(Saved entries)

= = = =

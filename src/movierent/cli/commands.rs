//! # CLI Dispatch
//!
//! The only place that knows about arguments, terminal output and exit codes.
//!
//! 1. Parse arguments into [`Commands`]; anything malformed prints the usage
//!    text and exits successfully without opening the database.
//! 2. Install logging, load config, open the store (which creates the schema).
//! 3. Call exactly one `RentalApi` method and print its result.
//!
//! Exit status is `0` for success, not-found outcomes and usage text, and `1`
//! when the store rejected a write. Store failures bubble up to `main`, which
//! also exits with `1`.

use super::render::{print_messages, render_json, render_table};
use super::setup::{print_usage, Cli, Commands, InsertCommands, OutputFormat, ShowCommands};
use clap::error::ErrorKind;
use clap::Parser;
use movierent::api::{CmdResult, RentalApi};
use movierent::config::RentalConfig;
use movierent::error::Result;
use movierent::model::{NewCustomer, NewMovie};
use movierent::store::sqlite::SqliteStore;
use serde::Serialize;
use std::process::ExitCode;
use tracing::debug;
use tracing_subscriber::{prelude::*, EnvFilter};

struct AppContext {
    api: RentalApi<SqliteStore>,
    output: OutputFormat,
}

pub fn run() -> Result<ExitCode> {
    let cli = match Cli::try_parse() {
        Ok(cli) => cli,
        Err(e) => return Ok(handle_parse_error(e)),
    };

    let Some(command) = cli.command else {
        print_usage();
        return Ok(ExitCode::SUCCESS);
    };

    init_logging(cli.verbose);
    let mut ctx = init_context(cli.database, cli.output)?;
    debug!(?command, "dispatching");

    let result = match command {
        Commands::Insert { record } => match record {
            InsertCommands::Movie {
                title,
                year,
                genre,
                director,
            } => ctx
                .api
                .insert_movie(NewMovie::new(title, year, genre, director))?,
            InsertCommands::Customer {
                first_name,
                last_name,
                email,
                phone,
            } => ctx
                .api
                .insert_customer(NewCustomer::new(first_name, last_name, email, phone))?,
        },
        Commands::Show { listing } => return handle_show(&ctx, listing),
        Commands::Update {
            customer_id,
            new_email,
        } => ctx.api.update_customer_email(customer_id, &new_email)?,
        Commands::Remove { customer_id } => ctx.api.remove_customer(customer_id)?,
        Commands::Rent {
            customer_id,
            movie_id,
        } => ctx.api.rent_movie(customer_id, movie_id)?,
        Commands::Return { rental_id } => ctx.api.return_movie(rental_id)?,
        Commands::Clear => ctx.api.clear_all()?,
    };

    Ok(finish(&result))
}

fn handle_parse_error(e: clap::Error) -> ExitCode {
    match e.kind() {
        ErrorKind::DisplayVersion => {
            let _ = e.print();
        }
        ErrorKind::DisplayHelp | ErrorKind::DisplayHelpOnMissingArgumentOrSubcommand => {
            print_usage();
        }
        _ => {
            // Keep clap's one-line reason, then fall back to the full usage.
            let rendered = e.render().to_string();
            if let Some(reason) = rendered.lines().next() {
                eprintln!("{}", reason);
            }
            print_usage();
        }
    }
    ExitCode::SUCCESS
}

fn init_logging(verbose: bool) {
    let default_filter = if verbose {
        "movierent=debug"
    } else {
        "movierent=warn"
    };
    let filter =
        EnvFilter::try_from_default_env().unwrap_or_else(|_| EnvFilter::new(default_filter));

    let fmt_layer = tracing_subscriber::fmt::layer()
        .with_writer(std::io::stderr)
        .with_target(false);
    let fmt_layer = if verbose {
        fmt_layer.boxed()
    } else {
        fmt_layer.without_time().boxed()
    };

    let _ = tracing_subscriber::registry()
        .with(filter)
        .with(fmt_layer)
        .try_init();
}

fn init_context(database: Option<std::path::PathBuf>, output: OutputFormat) -> Result<AppContext> {
    let config_dir = RentalConfig::default_dir()?;
    let config = RentalConfig::load(&config_dir)?;
    let db_path = config.database_path(database.as_deref())?;
    debug!(config_dir = %config_dir.display(), database = %db_path.display(), "resolved paths");

    let store = SqliteStore::open(&db_path)?.with_busy_timeout(config.busy_timeout())?;
    let api = RentalApi::new(store)?;

    Ok(AppContext { api, output })
}

fn handle_show(ctx: &AppContext, listing: ShowCommands) -> Result<ExitCode> {
    let result = match listing {
        ShowCommands::Movies => {
            let result = ctx.api.list_movies()?;
            print_listing(ctx.output, &result.listed_movies, "No movies found.")?;
            result
        }
        ShowCommands::Customers => {
            let result = ctx.api.list_customers()?;
            print_listing(ctx.output, &result.listed_customers, "No customers found.")?;
            result
        }
        ShowCommands::Rentals => {
            let result = ctx.api.list_rentals()?;
            print_listing(ctx.output, &result.listed_rentals, "No rentals found.")?;
            result
        }
    };
    Ok(finish(&result))
}

fn print_listing<T: Serialize>(output: OutputFormat, rows: &[T], empty_message: &str) -> Result<()> {
    match output {
        OutputFormat::Text => print!("{}", render_table(rows, empty_message)),
        OutputFormat::Json => print!("{}", render_json(rows)?),
    }
    Ok(())
}

fn finish(result: &CmdResult) -> ExitCode {
    print_messages(&result.messages);
    if result.has_errors() {
        ExitCode::FAILURE
    } else {
        ExitCode::SUCCESS
    }
}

= = = =

▶ _Prompt_
Transcribe every line of the data, exactly as it stands.

▶ _Finished task_
filename src/movierent/cli/commands.rs
//! # CLI Dispatch
//!
//! The only place that knows about arguments, terminal output and exit codes.
//!
//! 1. Parse arguments into [`Commands`]; anything malformed prints the usage
//!    text and exits successfully without opening the database.
//! 2. Install logging, load config, open the store (which creates the schema).
//! 3. Call exactly one `RentalApi` method and print its result.
//!
//! Exit status is `0` for success, not-found outcomes and usage text, and `1`
//! when the store rejected a write. Store failures bubble up to `main`, which
//! also exits with `1`.

use super::render::{print_messages, render_json, render_table};
use super::setup::{print_usage, Cli, Commands, InsertCommands, OutputFormat, ShowCommands};
use clap::error::ErrorKind;
use clap::Parser;
use movierent::api::{CmdResult, RentalApi};
use movierent::config::RentalConfig;
use movierent::error::Result;
use movierent::model::{NewCustomer, NewMovie};
use movierent::store::sqlite::SqliteStore;
use serde::Serialize;
use std::process::ExitCode;
use tracing::debug;
use tracing_subscriber::{prelude::*, EnvFilter};

struct AppContext {
    api: RentalApi<SqliteStore>,
    output: OutputFormat,
}

pub fn run() -> Result<ExitCode> {
    let cli = match Cli::try_parse() {
        Ok(cli) => cli,
        Err(e) => return Ok(handle_parse_error(e)),
    };

    let Some(command) = cli.command else {
        print_usage();
        return Ok(ExitCode::SUCCESS);
    };

    init_logging(cli.verbose);
    let mut ctx = init_context(cli.database, cli.output)?;
    debug!(?command, "dispatching");

    let result = match command {
        Commands::Insert { record } => match record {
            InsertCommands::Movie {
                title,
                year,
                genre,
                director,
            } => ctx
                .api
                .insert_movie(NewMovie::new(title, year, genre, director))?,
            InsertCommands::Customer {
                first_name,
                last_name,
                email,
                phone,
            } => ctx
                .api
                .insert_customer(NewCustomer::new(first_name, last_name, email, phone))?,
        },
        Commands::Show { listing } => return handle_show(&ctx, listing),
        Commands::Update {
            customer_id,
            new_email,
        } => ctx.api.update_customer_email(customer_id, &new_email)?,
        Commands::Remove { customer_id } => ctx.api.remove_customer(customer_id)?,
        Commands::Rent {
            customer_id,
            movie_id,
        } => ctx.api.rent_movie(customer_id, movie_id)?,
        Commands::Return { rental_id } => ctx.api.return_movie(rental_id)?,
        Commands::Clear => ctx.api.clear_all()?,
    };

    Ok(finish(&result))
}

fn handle_parse_error(e: clap::Error) -> ExitCode {
    match e.kind() {
        ErrorKind::DisplayVersion => {
            let _ = e.print();
        }
        ErrorKind::DisplayHelp | ErrorKind::DisplayHelpOnMissingArgumentOrSubcommand => {
            print_usage();
        }
        _ => {
            // Keep clap's one-line reason, then fall back to the full usage.
            let rendered = e.render().to_string();
            if let Some(reason) = rendered.lines().next() {
                eprintln!("{}", reason);
            }
            print_usage();
        }
    }
    ExitCode::SUCCESS
}

fn init_logging(verbose: bool) {
    let default_filter = if verbose {
        "movierent=debug"
    } else {
        "movierent=warn"
    };
    let filter =
        EnvFilter::try_from_default_env().unwrap_or_else(|_| EnvFilter::new(default_filter));

    let fmt_layer = tracing_subscriber::fmt::layer()
        .with_writer(std::io::stderr)
        .with_target(false);
    let fmt_layer = if verbose {
        fmt_layer.boxed()
    } else {
        fmt_layer.without_time().boxed()
    };

    let _ = tracing_subscriber::registry()
        .with(filter)
        .with(fmt_layer)
        .try_init();
}

fn init_context(database: Option<std::path::PathBuf>, output: OutputFormat) -> Result<AppContext> {
    let config_dir = RentalConfig::default_dir()?;
    let config = RentalConfig::load(&config_dir)?;
    let db_path = config.database_path(database.as_deref())?;
    debug!(config_dir = %config_dir.display(), database = %db_path.display(), "resolved paths");

    let store = SqliteStore::open(&db_path)?.with_busy_timeout(config.busy_timeout())?;
    let api = RentalApi::new(store)?;

    Ok(AppContext { api, output })
}

fn handle_show(ctx: &AppContext, listing: ShowCommands) -> Result<ExitCode> {
    let result = match listing {
        ShowCommands::Movies => {
            let result = ctx.api.list_movies()?;
            print_listing(ctx.output, &result.listed_movies, "No movies found.")?;
            result
        }
        ShowCommands::Customers => {
            let result = ctx.api.list_customers()?;
            print_listing(ctx.output, &result.listed_customers, "No customers found.")?;
            result
        }
        ShowCommands::Rentals => {
            let result = ctx.api.list_rentals()?;
            print_listing(ctx.output, &result.listed_rentals, "No rentals found.")?;
            result
        }
    };
    Ok(finish(&result))
}

fn print_listing<T: Serialize>(output: OutputFormat, rows: &[T], empty_message: &str) -> Result<()> {
    match output {
        OutputFormat::Text => print!("{}", render_table(rows, empty_message)),
        OutputFormat::Json => print!("{}", render_json(rows)?),
    }
    Ok(())
}

fn finish(result: &CmdResult) -> ExitCode {
    print_messages(&result.messages);
    if result.has_errors() {
        ExitCode::FAILURE
    } else {
        ExitCode::SUCCESS
    }
}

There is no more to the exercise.